### Brief
The response should be the data again, identical in every line.

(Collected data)

──────────

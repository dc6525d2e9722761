//! Application state and the startup readiness gate

use std::sync::Arc;

use tokio::sync::watch;

use jwks_core::repositories::KeyRepository;
use jwks_core::services::jwks::JwksPublisher;
use jwks_core::services::keys::KeySelector;
use jwks_core::services::token::TokenService;

/// Shared application state passed to every handler
///
/// An explicit context object instead of process globals: the store handle
/// (through the services) and the readiness gate travel together.
pub struct AppState<R: KeyRepository> {
    pub selector: KeySelector<R>,
    pub token_service: TokenService,
    pub publisher: JwksPublisher<R>,
    pub readiness: ReadinessGate,
}

impl<R: KeyRepository> AppState<R> {
    /// Wire the services over one repository handle
    pub fn new(repository: Arc<R>, readiness: ReadinessGate) -> Self {
        Self {
            selector: KeySelector::new(repository.clone()),
            token_service: TokenService::new(),
            publisher: JwksPublisher::new(KeySelector::new(repository)),
            readiness,
        }
    }
}

/// Create a linked readiness handle/gate pair
///
/// The handle stays with startup code; the gate is cloned into the app
/// state. Requests await the gate and are released in admission order once
/// `mark_ready` is called.
pub fn readiness_channel() -> (ReadinessHandle, ReadinessGate) {
    let (tx, rx) = watch::channel(false);
    (ReadinessHandle { tx }, ReadinessGate { rx })
}

/// Startup-side handle that resolves the readiness gate exactly once
pub struct ReadinessHandle {
    tx: watch::Sender<bool>,
}

impl ReadinessHandle {
    /// Release all queued requests
    ///
    /// Called after schema initialization and lifecycle invariant
    /// enforcement have both succeeded.
    pub fn mark_ready(&self) {
        let _ = self.tx.send(true);
    }
}

/// Request-side gate that holds handlers until startup completes
///
/// There is deliberately no timeout: requests queue indefinitely while
/// startup is in flight.
#[derive(Clone)]
pub struct ReadinessGate {
    rx: watch::Receiver<bool>,
}

impl ReadinessGate {
    /// Wait until the service is ready
    pub async fn wait(&self) {
        let mut rx = self.rx.clone();
        while !*rx.borrow() {
            if rx.changed().await.is_err() {
                // Startup handle dropped; nothing left to wait for
                break;
            }
        }
    }

    /// Non-blocking readiness probe
    pub fn is_ready(&self) -> bool {
        *self.rx.borrow()
    }
}

#[cfg(test)]
mod tests {
    use super::*;

    #[tokio::test]
    async fn test_gate_opens_once_marked_ready() {
        let (handle, gate) = readiness_channel();
        assert!(!gate.is_ready());

        let waiter = {
            let gate = gate.clone();
            tokio::spawn(async move { gate.wait().await })
        };

        handle.mark_ready();
        waiter.await.unwrap();
        assert!(gate.is_ready());
    }

    #[tokio::test]
    async fn test_wait_returns_immediately_when_already_ready() {
        let (handle, gate) = readiness_channel();
        handle.mark_ready();
        gate.wait().await;
    }
}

──────────

### Written solution
repository dc6525d2e9722761
//! Application state and the startup readiness gate

use std::sync::Arc;

use tokio::sync::watch;

use jwks_core::repositories::KeyRepository;
use jwks_core::services::jwks::JwksPublisher;
use jwks_core::services::keys::KeySelector;
use jwks_core::services::token::TokenService;

/// Shared application state passed to every handler
///
/// An explicit context object instead of process globals: the store handle
/// (through the services) and the readiness gate travel together.
pub struct AppState<R: KeyRepository> {
    pub selector: KeySelector<R>,
    pub token_service: TokenService,
    pub publisher: JwksPublisher<R>,
    pub readiness: ReadinessGate,
}

impl<R: KeyRepository> AppState<R> {
    /// Wire the services over one repository handle
    pub fn new(repository: Arc<R>, readiness: ReadinessGate) -> Self {
        Self {
            selector: KeySelector::new(repository.clone()),
            token_service: TokenService::new(),
            publisher: JwksPublisher::new(KeySelector::new(repository)),
            readiness,
        }
    }
}

/// Create a linked readiness handle/gate pair
///
/// The handle stays with startup code; the gate is cloned into the app
/// state. Requests await the gate and are released in admission order once
/// `mark_ready` is called.
pub fn readiness_channel() -> (ReadinessHandle, ReadinessGate) {
    let (tx, rx) = watch::channel(false);
    (ReadinessHandle { tx }, ReadinessGate { rx })
}

/// Startup-side handle that resolves the readiness gate exactly once
pub struct ReadinessHandle {
    tx: watch::Sender<bool>,
}

impl ReadinessHandle {
    /// Release all queued requests
    ///
    /// Called after schema initialization and lifecycle invariant
    /// enforcement have both succeeded.
    pub fn mark_ready(&self) {
        let _ = self.tx.send(true);
    }
}

/// Request-side gate that holds handlers until startup completes
///
/// There is deliberately no timeout: requests queue indefinitely while
/// startup is in flight.
#[derive(Clone)]
pub struct ReadinessGate {
    rx: watch::Receiver<bool>,
}

impl ReadinessGate {
    /// Wait until the service is ready
    pub async fn wait(&self) {
        let mut rx = self.rx.clone();
        while !*rx.borrow() {
            if rx.changed().await.is_err() {
                // Startup handle dropped; nothing left to wait for
                break;
            }
        }
    }

    /// Non-blocking readiness probe
    pub fn is_ready(&self) -> bool {
        *self.rx.borrow()
    }
}

#[cfg(test)]
mod tests {
    use super::*;

    #[tokio::test]
    async fn test_gate_opens_once_marked_ready() {
        let (handle, gate) = readiness_channel();
        assert!(!gate.is_ready());

        let waiter = {
            let gate = gate.clone();
            tokio::spawn(async move { gate.wait().await })
        };

        handle.mark_ready();
        waiter.await.unwrap();
        assert!(gate.is_ready());
    }

    #[tokio::test]
    async fn test_wait_returns_immediately_when_already_ready() {
        let (handle, gate) = readiness_channel();
        handle.mark_ready();
        gate.wait().await;
    }
}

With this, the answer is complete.